We reached a tipping point a couple decades ago when the citizens of Earth collectively demanded that we \”do no harm.\”  In part due to the inspiration of Pope Francis, our thinking was re-oriented once we accepted that it was simply not OK to harm others – other people, animals, ecosystems. This meant no pollution or toxics releases, no harmful pesticides and herbicides, and a drastic reduction in pharmaceuticals with much higher testing standards. We accepted a credo that posits: We are all connected. As the founder of the modern Biomimicry movement, Janine Benyus told us there are no individuals – we are all colonies of cells, bacteria, genes and more. Our mutual success and well-being is the business of everyone.
This connectedness also meant we stopped tolerating our neighbors feeling pain, illness and hunger that could be easily resolved.
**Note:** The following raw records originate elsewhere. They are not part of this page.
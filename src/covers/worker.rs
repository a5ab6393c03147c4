use std::sync::Arc;

use tokio::sync::mpsc;
use tokio::task::JoinHandle;
use tokio_util::sync::CancellationToken;
use tracing::{debug, info, warn};

use super::embedded::embedded_art;
use super::ledger::CoverLedger;
use super::queue::CoverTask;
use super::remote::ArtworkLookup;
use super::store::CoverStore;

/// Spawn the single cover consumer. Tasks are handled strictly one at a time
/// in submission order, so at most one remote request is in flight.
pub fn spawn_cover_worker(
    mut rx: mpsc::Receiver<CoverTask>,
    store: CoverStore,
    ledger: Arc<CoverLedger>,
    lookup: Option<Arc<dyn ArtworkLookup>>,
    cancel: CancellationToken,
) -> JoinHandle<()> {
    tokio::spawn(async move {
        loop {
            let task = tokio::select! {
                biased;
                _ = cancel.cancelled() => break,
                next = rx.recv() => match next {
                    Some(task) => task,
                    None => break,
                },
            };

            let key = task.key();
            match ensure_cover(&task, &store, lookup.as_deref()).await {
                Some(url) => {
                    info!("cover ready for {key}: {url}");
                    ledger.mark_cached(key);
                }
                None => debug!("no cover for {key} ({})", task.file_name),
            }
        }
        debug!("cover worker stopped");
    })
}

/// Local file, then embedded art, then the remote catalog. Every failure
/// degrades to `None`.
pub(super) async fn ensure_cover(
    task: &CoverTask,
    store: &CoverStore,
    lookup: Option<&dyn ArtworkLookup>,
) -> Option<String> {
    let key = task.key();
    if let Some(url) = store.cached_url(&key) {
        return Some(url);
    }

    let path = task.path.clone();
    match tokio::task::spawn_blocking(move || embedded_art(&path)).await {
        Ok(Ok(Some(bytes))) => match store.save(&key, &bytes) {
            Ok(url) => return Some(url),
            Err(e) => warn!("failed to save embedded cover for {key}: {e}"),
        },
        Ok(Ok(None)) => {}
        Ok(Err(e)) => debug!("no embedded art in {}: {e}", task.file_name),
        Err(e) => warn!("embedded art reader panicked for {}: {e}", task.file_name),
    }

    let lookup = lookup?;
    match lookup.fetch(&task.artist, &task.title).await {
        Ok(Some(bytes)) => match store.save(&key, &bytes) {
            Ok(url) => Some(url),
            Err(e) => {
                warn!("failed to save cover for {key}: {e}");
                None
            }
        },
        Ok(None) => None,
        Err(e) => {
            warn!("error fetching cover art for {key}: {e}");
            None
        }
    }
}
We came to know that hunger and healthcare are not about economics they are about access. Universal access to healthy food and health care is now the norm. When it comes to potential ecological or health impacts, the precautionary principle is now our standard. This approach to risk management states that if an action or policy has a suspected risk of causing harm to the public or to the environment, in the absence of scientific consensus that the action or policy is not harmful, the burden of proof that it is not harmful falls on those taking an action.
You are at a great point to expand industrial ecology degrees and cradle-to-cradle design thinking. Everything that comes from the biological nutrient cycle must be able to safely return to the Earth. Technical nutrients should remain within closed-loop industrial cycles.
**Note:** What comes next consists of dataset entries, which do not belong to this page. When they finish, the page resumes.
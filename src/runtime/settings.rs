use crate::config;

/// Load and validate settings. Config is optional: any problem falls back to
/// defaults and comes back as a message to log once logging is up.
pub fn load_settings() -> (config::Settings, Option<String>) {
    match config::Settings::load() {
        Ok(s) => match s.validate() {
            Ok(()) => (s, None),
            Err(msg) => (
                config::Settings::default(),
                Some(format!("invalid config, using defaults: {msg}")),
            ),
        },
        Err(e) => (
            config::Settings::default(),
            Some(format!("failed to load config, using defaults: {e}")),
        ),
    }
}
Here are some of the details about what is true now, so you can use these future realities to guide your planning:
  • Complete life cycle assessments are integrated into all products and services. The RoHS and WEEE standards for selling electronics into Europe became a baseline approach for all product design and safety.
  • Labeling and reporting are much more standardized and transparent now so ethical purchasing is extremely easy. Every bar code and product website includes data about the impact on local economies, environmental sustainability, and demonstration of their workforce values, supply chain, materials/ingredients, and certifications for both the company and product. Food products also report on animal welfare and bioavailable nutrition.
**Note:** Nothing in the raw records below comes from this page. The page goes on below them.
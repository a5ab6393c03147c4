use std::time::Duration;

use crate::audio::MonoSamples;
use crate::config::VisualizerSettings;

/// Per-bar amplitude levels in `[0, 1]` with peak decay.
#[derive(Debug, Clone, PartialEq)]
pub struct BarMeter {
    levels: Vec<f32>,
    decay: f32,
    gain: f32,
    window: Duration,
    bar_width: u32,
    bar_gap: u32,
}

impl BarMeter {
    /// As many bars as fit across `width` pixels.
    pub fn new(width: u32, settings: &VisualizerSettings) -> Self {
        let slot = (settings.bar_width + settings.bar_gap).max(1);
        Self {
            levels: vec![0.0; (width / slot) as usize],
            decay: settings.decay,
            gain: settings.gain,
            window: Duration::from_millis(settings.window_ms),
            bar_width: settings.bar_width,
            bar_gap: settings.bar_gap,
        }
    }

    pub fn bar_count(&self) -> usize {
        self.levels.len()
    }

    pub fn bar_width(&self) -> u32 {
        self.bar_width
    }

    pub fn bar_gap(&self) -> u32 {
        self.bar_gap
    }

    pub fn levels(&self) -> &[f32] {
        &self.levels
    }

    pub fn reset(&mut self) {
        self.levels.fill(0.0);
    }

    /// Fold the samples under `position` into the levels.
    ///
    /// Returns `false` and leaves the levels alone when the window is empty,
    /// i.e. `position` is past the end of the decoded audio.
    pub fn tick(&mut self, samples: &MonoSamples, position: Duration) -> bool {
        let bars = self.bar_count();
        if bars == 0 {
            return false;
        }

        let wanted = samples.offset_for(self.window).max(bars);
        let window = samples.window(position, wanted);
        if window.is_empty() {
            return false;
        }

        let len = window.len();
        for (i, level) in self.levels.iter_mut().enumerate() {
            let segment = &window[i * len / bars..(i + 1) * len / bars];
            let fresh = if segment.is_empty() {
                0.0
            } else {
                let sum: f32 = segment.iter().map(|s| s.abs()).sum();
                (sum / segment.len() as f32).clamp(0.0, 1.0)
            };
            *level = fresh.max(*level * self.decay);
        }
        true
    }

    pub fn heights(&self, height: u32) -> Vec<u32> {
        bar_heights(&self.levels, height, self.gain)
    }
}

/// `level * height * gain` per bar, before any capping.
pub(super) fn scaled_heights(levels: &[f32], height: u32, gain: f32) -> Vec<f32> {
    levels
        .iter()
        .map(|l| l.clamp(0.0, 1.0) * height as f32 * gain)
        .collect()
}

/// Pixel heights, capped at the panel height.
pub fn bar_heights(levels: &[f32], height: u32, gain: f32) -> Vec<u32> {
    scaled_heights(levels, height, gain)
        .into_iter()
        .map(|h| (h as u32).min(height))
        .collect()
}
use std::path::Path;

use tracing::{debug, info};
use walkdir::WalkDir;

use crate::config::LibrarySettings;
use crate::covers::cover_file_name;

use super::metadata::{TagNames, read_tag_names, resolve_names};
use super::model::Track;

fn is_audio_file(path: &Path, settings: &LibrarySettings) -> bool {
    let exts: Vec<String> = settings
        .extensions
        .iter()
        .map(|e| e.trim().trim_start_matches('.').to_ascii_lowercase())
        .filter(|e| !e.is_empty())
        .collect();

    path.extension()
        .and_then(|s| s.to_str())
        .map(|ext| {
            let ext = ext.to_ascii_lowercase();
            exts.iter().any(|e| e == &ext)
        })
        .unwrap_or(false)
}

fn is_hidden(path: &Path) -> bool {
    path.file_name()
        .and_then(|s| s.to_str())
        .map(|name| name.starts_with('.'))
        .unwrap_or(false)
}

fn build_track(path: &Path) -> Track {
    let file_name = path
        .file_name()
        .map(|s| s.to_string_lossy().into_owned())
        .unwrap_or_default();
    let stem = path
        .file_stem()
        .map(|s| s.to_string_lossy().into_owned())
        .unwrap_or_default();

    let tags = read_tag_names(path).unwrap_or_else(|e| {
        debug!("tag read failed for {}: {e}", path.display());
        TagNames::default()
    });

    let (title, artist) = resolve_names(&file_name, &stem, tags);
    let cover_file = cover_file_name(&artist, &title);

    Track {
        path: path.to_path_buf(),
        file_name,
        title,
        artist,
        cover_file,
    }
}

/// Scan `dir` for playable files. Unreadable entries are skipped, unreadable
/// tags fall back to filename metadata; this never fails.
pub fn scan(dir: &Path, settings: &LibrarySettings) -> Vec<Track> {
    let mut tracks: Vec<Track> = Vec::new();

    let mut walker = WalkDir::new(dir).follow_links(settings.follow_links);

    // Non-recursive = only the root directory.
    let depth_cap = if settings.recursive {
        settings.max_depth
    } else {
        Some(1)
    };
    if let Some(d) = depth_cap {
        walker = walker.max_depth(d);
    }

    for entry in walker
        .into_iter()
        .filter_entry(|e| settings.include_hidden || e.depth() == 0 || !is_hidden(e.path()))
        .filter_map(Result::ok)
    {
        let path = entry.path();
        if path.is_file()
            && (settings.include_hidden || !is_hidden(path))
            && is_audio_file(path, settings)
        {
            tracks.push(build_track(path));
        }
    }

    tracks.sort_by(|a, b| {
        a.file_name
            .to_lowercase()
            .cmp(&b.file_name.to_lowercase())
            .then_with(|| a.path.cmp(&b.path))
    });
    info!("loaded {} songs from {}", tracks.len(), dir.display());
    tracks
}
  • Our economists are facile with measuring not only the returns on financial capital but also the returns on social capital, natural capital, built capital, and human capital. Because we measure and value these returns our investments in buildings, communities, art, human development are radically different than the short-sighted decisions your peers are faced with to yield quarterly financial profits only.
  • We continued to nurture the culture of innovation and experimentation and from your already strong Austin Technology Incubator we expanded to a new Water Technology Incubator which supported the R&D and product development which together ushered in the era of decentralized City services.
  • Many things became possible when we unlocked the energy challenge and developed reliable, safe, clean ways to harness the energy of the sun and the earth and or water, store it and retrieve it in an affordable way.
  • Austin used the motivation of the billions of dollars it would cost Central Texas to avoid ever going into non-attainment with the EPA Ozone standards.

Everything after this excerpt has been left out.